O artífice Aluízio Araújo, do Rio de Janeiro (RJ), perguntou sobre a política do governo federal para atender os trabalhadores que atuam na informalidade por conta da substituição da mão-de-obra nas indústrias por máquinas. O presidente Lula lembrou em sua resposta que, mesmo com a automação, o Brasil tem expandido o número de empregos formais – 12,7 milhões de novos postos de trabalho com carteira assinada desde 2003. Mas afirmou que o governo está atento à informalidade.

Em 2005, lançamos o Programa Nacional de Microcrédito Produtivo Orientado (PNMPO), que já concedeu R$ 6,6 bilhões de financiamento aos informais. O programa Microempreendedor Individual é também uma ótima opção para quem fatura até R$ 36 mil por ano. Pagando R$ 56,10 por mês de contribuição previdenciária, o empreendedor passa a ter vários direitos, como aposentadoria por idade, invalidez, a salário-maternidade e a auxílio-doença. E, além de ter acesso a crédito com juros mais baixos, pode participar das compras dos governos federal, estaduais e municipais.
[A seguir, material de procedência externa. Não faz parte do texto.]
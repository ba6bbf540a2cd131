//! Shared helpers for the end-to-end suites.

use yar_base::Interner;
use yar_compile::compile::{check_source, emit_source, CompileError};
use yar_syntax::ast::Module;
use yar_syntax::Parser;

/// Parses source that must be syntactically valid.
#[allow(dead_code)]
pub fn parse_ok(source: &str) -> (Module, Interner) {
    let mut interner = Interner::new();
    let mut parser = Parser::new(source, &mut interner);
    let module = parser.parse_module();
    assert!(parser.errors.is_empty(), "parse errors: {:?}", parser.errors);
    drop(parser);
    (module, interner)
}

/// Checks source that must be well-typed.
#[allow(dead_code)]
pub fn check_ok(source: &str) {
    if let Err(err) = check_source(source) {
        panic!("expected clean check, got:\n{}", err);
    }
}

/// Checks source that must fail, returning the rendered error messages.
#[allow(dead_code)]
pub fn check_errors(source: &str) -> Vec<String> {
    match check_source(source) {
        Ok(()) => panic!("expected check errors, got none"),
        Err(CompileError::Check(errors)) => errors.iter().map(|e| e.to_string()).collect(),
        Err(other) => panic!("expected check errors, got: {}", other),
    }
}

/// Emits LLVM IR for source that must compile cleanly.
#[allow(dead_code)]
pub fn emit_ok(source: &str) -> String {
    match emit_source(source) {
        Ok(ir) => ir,
        Err(err) => panic!("expected successful emit, got:\n{}", err),
    }
}

/// The body text of one emitted function, from `define ... @name` to the
/// closing brace.
#[allow(dead_code)]
pub fn function_body(ir: &str, name: &str) -> String {
    let needle = format!("@{}(", name);
    let start = ir
        .find(&needle)
        .unwrap_or_else(|| panic!("function {} not in:\n{}", name, ir));
    let rest = &ir[start..];
    let end = rest.find("\n}").map(|i| i + 2).unwrap_or(rest.len());
    rest[..end].to_string()
}
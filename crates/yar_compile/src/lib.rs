//! # yar-compile
//!
//! The back half of the yar compiler: everything between a parsed module and
//! LLVM IR text.
//!
//! ```text
//! ast::Module
//!      │
//!      ▼
//! ┌───────────────────┐
//! │ analysis::Checker │  types, moves, borrows, arity
//! └─────────┬─────────┘
//!           ▼
//! ┌───────────────────┐
//! │   lower (MIR)     │  basic blocks, named temporaries
//! └─────────┬─────────┘
//!           ▼
//! ┌───────────────────┐
//! │   llvm (emit)     │  textual LLVM module
//! └───────────────────┘
//! ```
//!
//! Multi-module input goes through [`loader::Loader`], which resolves
//! imports, orders dependencies, and validates cross-module exports. The
//! [`compile`] module ties the phases into the `parse`/`check`/`emit`
//! entry points the CLI consumes.
//!
//! ## Example
//!
//! ```
//! use yar_compile::compile::emit_source;
//!
//! let ir = emit_source("fn main() { println(\"hello\") }").unwrap();
//! assert!(ir.contains("@println"));
//! ```

pub mod analysis;
pub mod compile;
pub mod llvm;
pub mod loader;
pub mod lower;
pub mod manifest;
pub mod mir;

pub use analysis::{CheckError, Checker, TypeEnv, YarType};
pub use compile::{
    check_file, check_source, emit_file, emit_source, parse_source, render_errors,
    render_success, CompileError,
};
pub use loader::{LoadError, Loader, Module};
pub use manifest::{find_project_root, Manifest};
pub use mir::{BasicBlock, Inst, MirFunction, MirModule, MirType, OpKind};
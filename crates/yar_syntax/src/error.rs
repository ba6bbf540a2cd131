//! Parse errors.
//!
//! The parser never aborts: each error is recorded with its source line and
//! the parser skips ahead to a synchronization token (newline, semicolon,
//! closing brace) before continuing. A parse therefore yields both a best-
//! effort AST and a list of everything that went wrong.

use std::fmt;
use yar_base::Span;

#[derive(Debug, Clone)]
pub enum ParseErrorKind {
    /// Found something other than what the grammar required.
    UnexpectedToken { expected: String, found: String },
    /// A delimiter such as `)` or `}` never appeared.
    MissingDelimiter { delimiter: String },
    /// `:=` with a non-identifier on the left.
    ShortDeclTarget,
    /// `defer` wrapping something that is not a call.
    DeferRequiresCall,
    /// A byte that starts no token.
    IllegalToken { text: String },
}

impl fmt::Display for ParseErrorKind {
    fn fmt(&self, f: &mut fmt::Formatter<'_>) -> fmt::Result {
        match self {
            ParseErrorKind::UnexpectedToken { expected, found } => {
                write!(f, "expected {}, found {}", expected, found)
            }
            ParseErrorKind::MissingDelimiter { delimiter } => {
                write!(f, "missing '{}'", delimiter)
            }
            ParseErrorKind::ShortDeclTarget => {
                write!(f, "short declaration target must be an identifier")
            }
            ParseErrorKind::DeferRequiresCall => {
                write!(f, "defer requires a call expression")
            }
            ParseErrorKind::IllegalToken { text } => {
                write!(f, "illegal token '{}'", text)
            }
        }
    }
}

/// A recorded parse error: what went wrong and where.
#[derive(Debug, Clone)]
pub struct ParseError {
    pub kind: ParseErrorKind,
    pub span: Span,
}

impl ParseError {
    pub fn new(kind: ParseErrorKind, span: Span) -> Self {
        Self { kind, span }
    }

    pub fn line(&self) -> u32 {
        self.span.start.line
    }
}

impl fmt::Display for ParseError {
    fn fmt(&self, f: &mut fmt::Formatter<'_>) -> fmt::Result {
        write!(f, "line {}: {}", self.line(), self.kind)
    }
}

impl std::error::Error for ParseError {}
Para o cadastro, basta entrar na página www.portaldoempreendedor.gov.br.

Leia aqui a íntegra da coluna.

O policial militar Mozart Maia Moura, de Praia Grande (SP), parabenizou o presidente pela aprovação da Lei do Inquilinato e pediu que fosse aprovada uma outra lei, obrigado o inquilino inadimplente a cumprir sua obrigação.

Lula respondeu que a Lei do Inquilinato, que entrou em vigor em janeiro deste ano, já estabelece obrigações para o proprietário do imóvel e também para o inquilino.

No caso de inadimplência, o inquilino pode ser cobrado de forma amigável ou, caso persista na inadimplência, ser acionado judicialmente, com base na Lei do Inquilinato, para que suas despesas não venham a recair sobre os demais moradores.

A demora do seguro-desemprego em chegar à conta dos beneficiados foi questionada pelo desempregado Rogério Pereira, de Lins (SP). O presidente Lula afirmou que, quando as exigências da legislação do seguro-desemprego são atendidas nos prazos estipulados, as parcelas são liberadas sem demora.

A legislação estabelece uma rotina a ser seguida. Entre vários outros critérios, a entrada do requerimento tem que ocorrer entre 7 e 120 dias a partir da data da dispensa. É preciso que as informações fornecidas sejam comprovadas como, por exemplo, o CNPJ da empresa e os dados do solicitante. Algumas vezes, há atrasos em função da necessidade de o requerente ter que modificar dados que haviam sido fornecidos incorretamente. E antes da emissão das parcelas, é preciso verificar se o solicitante não possui renda própria e também se, no decorrer do processo, não voltou a estar empregado.